### [INFORMATION SUPPLIED]
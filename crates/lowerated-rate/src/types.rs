use std::collections::BTreeMap;

use lowerated_core::{AppConfig, FailurePolicy};
use serde::Serialize;

use crate::error::{FailureKind, RateError};

/// Attribute name → sentiment score.
pub type ScoreMap = BTreeMap<String, f64>;

pub const DEFAULT_BASE_URL: &str = "https://api.openai.com/v1";
pub const DEFAULT_MODEL: &str = "gpt-3.5-turbo";
pub const DEFAULT_MAX_TOKENS: u32 = 150;
pub const DEFAULT_TEMPERATURE: f32 = 0.7;
pub const DEFAULT_CHUNK_SIZE: usize = 4000;

/// Tuning knobs for one aggregation run.
#[derive(Debug, Clone)]
pub struct RateConfig {
    /// Base URL of an OpenAI-compatible API, without the `/chat/completions` suffix.
    pub base_url: String,
    pub model: String,
    /// Response token cap per completion.
    pub max_tokens: u32,
    pub temperature: f32,
    /// Maximum chunk length in characters.
    pub chunk_size: usize,
    pub request_timeout_secs: u64,
    /// Chunk requests in flight at once. `1` keeps the run strictly sequential.
    pub max_concurrent_requests: usize,
    /// Extra attempts per chunk on transient transport errors.
    pub max_retries: u32,
    pub retry_backoff_base_ms: u64,
    pub failure_policy: FailurePolicy,
}

impl Default for RateConfig {
    fn default() -> Self {
        Self {
            base_url: DEFAULT_BASE_URL.to_string(),
            model: DEFAULT_MODEL.to_string(),
            max_tokens: DEFAULT_MAX_TOKENS,
            temperature: DEFAULT_TEMPERATURE,
            chunk_size: DEFAULT_CHUNK_SIZE,
            request_timeout_secs: 60,
            max_concurrent_requests: 1,
            max_retries: 0,
            retry_backoff_base_ms: 1_000,
            failure_policy: FailurePolicy::Abort,
        }
    }
}

impl RateConfig {
    #[must_use]
    pub fn from_app_config(config: &AppConfig) -> Self {
        Self {
            base_url: config.completion_base_url.clone(),
            model: config.model.clone(),
            max_tokens: config.max_tokens,
            temperature: config.temperature,
            chunk_size: config.chunk_size,
            request_timeout_secs: config.request_timeout_secs,
            max_concurrent_requests: config.max_concurrent_requests,
            max_retries: config.max_retries,
            retry_backoff_base_ms: config.retry_backoff_base_ms,
            failure_policy: config.failure_policy,
        }
    }

    /// Reject settings the aggregator cannot run with.
    ///
    /// # Errors
    ///
    /// Returns [`RateError::InvalidConfig`] for a zero chunk size, zero
    /// concurrency, a zero request timeout, or a blank model identifier.
    pub fn validate(&self) -> Result<(), RateError> {
        if self.chunk_size == 0 {
            return Err(RateError::InvalidConfig(
                "chunk_size must be at least 1".to_string(),
            ));
        }
        if self.max_concurrent_requests == 0 {
            return Err(RateError::InvalidConfig(
                "max_concurrent_requests must be at least 1".to_string(),
            ));
        }
        if self.request_timeout_secs == 0 {
            return Err(RateError::InvalidConfig(
                "request_timeout_secs must be at least 1".to_string(),
            ));
        }
        if self.model.trim().is_empty() {
            return Err(RateError::InvalidConfig(
                "model must be non-empty".to_string(),
            ));
        }
        Ok(())
    }
}

/// Result of scoring a single chunk.
#[derive(Debug)]
pub struct ChunkOutcome {
    pub index: usize,
    /// On success, the requested attributes the service returned a value for.
    pub result: Result<ScoreMap, RateError>,
}

/// A chunk that was left out of the average.
#[derive(Debug, Clone, Serialize)]
pub struct ChunkFailure {
    pub index: usize,
    pub kind: FailureKind,
    pub reason: String,
}

/// Aggregated attribute scores for one call.
#[derive(Debug, Clone, Serialize)]
pub struct AggregateReport {
    /// One entry per requested attribute.
    pub scores: ScoreMap,
    /// Number of chunks the review text was split into.
    pub chunk_count: usize,
    /// Chunks skipped under [`FailurePolicy::SkipFailed`]. Always empty under `Abort`.
    pub failed_chunks: Vec<ChunkFailure>,
    pub failure_policy: FailurePolicy,
}

impl AggregateReport {
    #[must_use]
    pub fn succeeded_chunks(&self) -> usize {
        self.chunk_count - self.failed_chunks.len()
    }

    /// `true` when every chunk contributed to the scores.
    #[must_use]
    pub fn is_complete(&self) -> bool {
        self.failed_chunks.is_empty()
    }

    #[must_use]
    pub fn into_scores(self) -> ScoreMap {
        self.scores
    }
}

### [REQUIRED WORK]
The answer should be the first line of the material and every line after it through the line containing "Base URL of", exactly as written, and nothing else.

### [REPLY TO THE EXERCISE]
filename crates/lowerated-rate/src/types.rs
use std::collections::BTreeMap;

use lowerated_core::{AppConfig, FailurePolicy};
use serde::Serialize;

use crate::error::{FailureKind, RateError};

/// Attribute name → sentiment score.
pub type ScoreMap = BTreeMap<String, f64>;

pub const DEFAULT_BASE_URL: &str = "https://api.openai.com/v1";
pub const DEFAULT_MODEL: &str = "gpt-3.5-turbo";
pub const DEFAULT_MAX_TOKENS: u32 = 150;
pub const DEFAULT_TEMPERATURE: f32 = 0.7;
pub const DEFAULT_CHUNK_SIZE: usize = 4000;

/// Tuning knobs for one aggregation run.
#[derive(Debug, Clone)]
pub struct RateConfig {
    /// Base URL of an OpenAI-compatible API, without the `/chat/completions` suffix.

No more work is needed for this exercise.